Go through the data below and return each line where the string "hidden" appears.

___ Available data ___

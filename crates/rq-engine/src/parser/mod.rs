pub mod python;

use std::collections::HashMap;
use std::path::Path;
use std::sync::Arc;

use rq_core::{FileFacts, Result};

/// Trait implemented by each language-specific analyzer.
///
/// An analyzer turns one source file into structured facts: imports,
/// classes with their methods and base names, and standalone functions
/// with their outgoing call names. Resolution of call names across files
/// is the ingestion pipeline's job, not the analyzer's.
pub trait LanguageParser: Send + Sync {
    /// File extensions this parser handles (without leading dot).
    fn extensions(&self) -> &[&str];

    /// Extract all facts from one file's source text.
    fn parse(&self, source: &str) -> Result<FileFacts>;
}

/// Central registry that maps file extensions to their language parsers.
///
/// Each parser is wrapped in an `Arc` so multiple extensions can share the
/// same parser instance without cloning.
pub struct ParserRegistry {
    parsers: HashMap<String, Arc<dyn LanguageParser>>,
}

impl ParserRegistry {
    /// Create a new registry with all built-in language parsers registered.
    pub fn new() -> Self {
        let mut parsers: HashMap<String, Arc<dyn LanguageParser>> = HashMap::new();

        let py = Arc::new(python::PythonParser::new()) as Arc<dyn LanguageParser>;
        for ext in py.extensions() {
            parsers.insert(ext.to_string(), Arc::clone(&py));
        }

        Self { parsers }
    }

    /// Return `true` if the file extension is handled by a registered parser.
    pub fn supports_file(&self, path: &Path) -> bool {
        path.extension()
            .and_then(|e| e.to_str())
            .map(|ext| self.parsers.contains_key(ext))
            .unwrap_or(false)
    }

    /// Parse a source file, selecting the parser by file extension.
    ///
    /// Returns `Error::Parse` when no parser is registered for the
    /// extension (or the path has no extension).
    pub fn parse_file(&self, path: &Path, source: &str) -> Result<FileFacts> {
        let ext = path
            .extension()
            .and_then(|e| e.to_str())
            .ok_or_else(|| rq_core::Error::Parse(format!("no extension: {}", path.display())))?;

        let parser = self
            .parsers
            .get(ext)
            .ok_or_else(|| rq_core::Error::Parse(format!("unsupported language: {ext}")))?;

        parser.parse(source)
    }
}

impl Default for ParserRegistry {
    fn default() -> Self {
        Self::new()
    }
}
#[tokio::test]
async fn reingest_is_idempotent() {
    let repo = toy_repo();
    let work = tempfile::tempdir().unwrap();
    let h = harness(work.path(), Arc::new(StubEmbedder));
    let repo_id = Uuid::new_v4();

    ingest(&h, repo_id, repo.path()).await;
    let first = h.graph.snapshot();
    let first_ids = h.vectors.ids(&repo_id.to_string());

    ingest(&h, repo_id, repo.path()).await;
    let second = h.graph.snapshot();
    let second_ids = h.vectors.ids(&repo_id.to_string());

    assert_eq!(first, second);
    assert_eq!(first_ids, second_ids);
}

#[tokio::test]
async fn calls_resolve_across_files_regardless_of_walk_order() {
    let repo = tempfile::tempdir().unwrap();
    std::fs::create_dir_all(repo.path().join("a")).unwrap();
    std::fs::create_dir_all(repo.path().join("z")).unwrap();
    // The caller's file sorts before the callee's, so resolution only
    // works because all nodes land before any CALLS edge.
    std::fs::write(repo.path().join("a/app.py"), "def main():\n    serve()\n").unwrap();
    std::fs::write(repo.path().join("z/server.py"), "def serve():\n    pass\n").unwrap();

    let work = tempfile::tempdir().unwrap();
    let h = harness(work.path(), Arc::new(StubEmbedder));
    let repo_id = Uuid::new_v4();
    let r = repo_id.to_string();

    ingest(&h, repo_id, repo.path()).await;
    let data = h.graph.snapshot();

    assert!(
        data.calls
            .contains(&(r.clone(), "a/app.py".into(), "main".into(), "serve".into())),
        "calls: {:?}",
        data.calls
    );

    // No dangling endpoints: every CALLS edge connects existing functions
    // in the same repo.
    for (edge_repo, caller_file, caller, callee) in &data.calls {
        assert!(data
            .functions
            .contains(&(edge_repo.clone(), caller_file.clone(), caller.clone())));
        assert!(data
            .functions
            .iter()
            .any(|(fr, _, name)| fr == edge_repo && name == callee));
    }
}

#[tokio::test]
async fn inherits_edges_only_link_existing_classes() {
    let repo = tempfile::tempdir().unwrap();
    std::fs::write(
        repo.path().join("models.py"),
        r#"
class Base:
    pass

class Peer(Base, ExternalMixin):
    pass
"#,
    )
    .unwrap();

    let work = tempfile::tempdir().unwrap();
    let h = harness(work.path(), Arc::new(StubEmbedder));
    let repo_id = Uuid::new_v4();
    let r = repo_id.to_string();

    ingest(&h, repo_id, repo.path()).await;
    let data = h.graph.snapshot();

    assert!(data.inherits.contains(&(r.clone(), "Peer".into(), "Base".into())));
    // ExternalMixin is not defined in the repo, so no edge exists.
    assert!(!data
        .inherits
        .iter()
        .any(|(_, _, base)| base == "ExternalMixin"));
}

#[tokio::test]
async fn vendor_directories_are_excluded() {
    let repo = tempfile::tempdir().unwrap();
    std::fs::create_dir_all(repo.path().join("src")).unwrap();
    std::fs::create_dir_all(repo.path().join(".git")).unwrap();
    std::fs::create_dir_all(repo.path().join("node_modules/pkg")).unwrap();
    std::fs::create_dir_all(repo.path().join("venv/lib")).unwrap();
    std::fs::create_dir_all(repo.path().join("__pycache__")).unwrap();
    std::fs::write(repo.path().join("src/app.py"), "def run():\n    pass\n").unwrap();
    std::fs::write(repo.path().join(".git/config"), "[core]\n").unwrap();
    std::fs::write(repo.path().join("node_modules/pkg/index.js"), "x").unwrap();
    std::fs::write(repo.path().join("venv/lib/site.py"), "def hidden():\n    pass\n").unwrap();
    std::fs::write(repo.path().join("__pycache__/app.pyc"), "x").unwrap();

    let work = tempfile::tempdir().unwrap();
    let h = harness(work.path(), Arc::new(StubEmbedder));
    let repo_id = Uuid::new_v4();
    let r = repo_id.to_string();

    ingest(&h, repo_id, repo.path()).await;
    let data = h.graph.snapshot();

    assert!(data.files.contains(&(r.clone(), "src/app.py".into())));
    for (_, path) in &data.files {
        assert!(
            !path.starts_with(".git")
                && !path.starts_with("node_modules")
                && !path.starts_with("venv")
                && !path.starts_with("__pycache__"),
            "vendor path leaked into graph: {path}"
        );
    }
    assert!(!data.functions.iter().any(|(_, _, name)| name == "hidden"));
}

#[tokio::test]
async fn parse_error_in_one_file_does_not_abort_ingestion() {
    let repo = toy_repo();
    std::fs::write(repo.path().join("a/broken.py"), "def broken(:\n    pass\n").unwrap();

    let work = tempfile::tempdir().unwrap();
    let h = harness(work.path(), Arc::new(StubEmbedder));
    let repo_id = Uuid::new_v4();
    let r = repo_id.to_string();

    let report = ingest(&h, repo_id, repo.path()).await;
    let data = h.graph.snapshot();

    // The broken file is present as a File node but contributed no facts.
    assert!(data.files.contains(&(r.clone(), "a/broken.py".into())));
    assert_eq!(report.files_seen, 3);
    assert_eq!(report.files_parsed, 2);

    // Everything else survived.
    assert!(data.classes.contains(&(r.clone(), "a/svc.py".into(), "Peer".into())));
}

#[tokio::test]
async fn embedding_failure_leaves_graph_intact() {
    let repo = toy_repo();
    let work = tempfile::tempdir().unwrap();
    let h = harness(work.path(), Arc::new(FailingEmbedder));
    let repo_id = Uuid::new_v4();
    let r = repo_id.to_string();

    let report = ingest(&h, repo_id, repo.path()).await;

    assert_eq!(report.chunks_indexed, 0);
    assert!(h.vectors.ids(&r).is_empty());
    assert!(h
        .graph
        .snapshot()
        .classes
        .contains(&(r.clone(), "a/svc.py".into(), "Peer".into())));
}

#[tokio::test]
async fn cascade_delete_clears_repo_scope_only() {
    let repo = toy_repo();
    let work = tempfile::tempdir().unwrap();
    let h = harness(work.path(), Arc::new(StubEmbedder));
    let repo_a = Uuid::new_v4();
    let repo_b = Uuid::new_v4();

    ingest(&h, repo_a, repo.path()).await;
    ingest(&h, repo_b, repo.path()).await;

    h.graph.cascade_delete(repo_a).await.unwrap();
    h.vectors.delete_namespace(&repo_a.to_string()).await.unwrap();

    let data = h.graph.snapshot();
    let a = repo_a.to_string();
    let b = repo_b.to_string();

    assert!(!data.files.iter().any(|(r, _)| *r == a));
    assert!(!data.functions.iter().any(|(r, _, _)| *r == a));
    assert!(!data.calls.iter().any(|(r, _, _, _)| *r == a));
    assert!(h.vectors.ids(&a).is_empty());

    // The other repo is untouched.
    assert!(data.files.iter().any(|(r, _)| *r == b));
    assert!(!h.vectors.ids(&b).is_empty());
}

___

_Answer below_:
    std::fs::write(repo.path().join("venv/lib/site.py"), "def hidden():\n    pass\n").unwrap();
    assert!(!data.functions.iter().any(|(_, _, name)| name == "hidden"));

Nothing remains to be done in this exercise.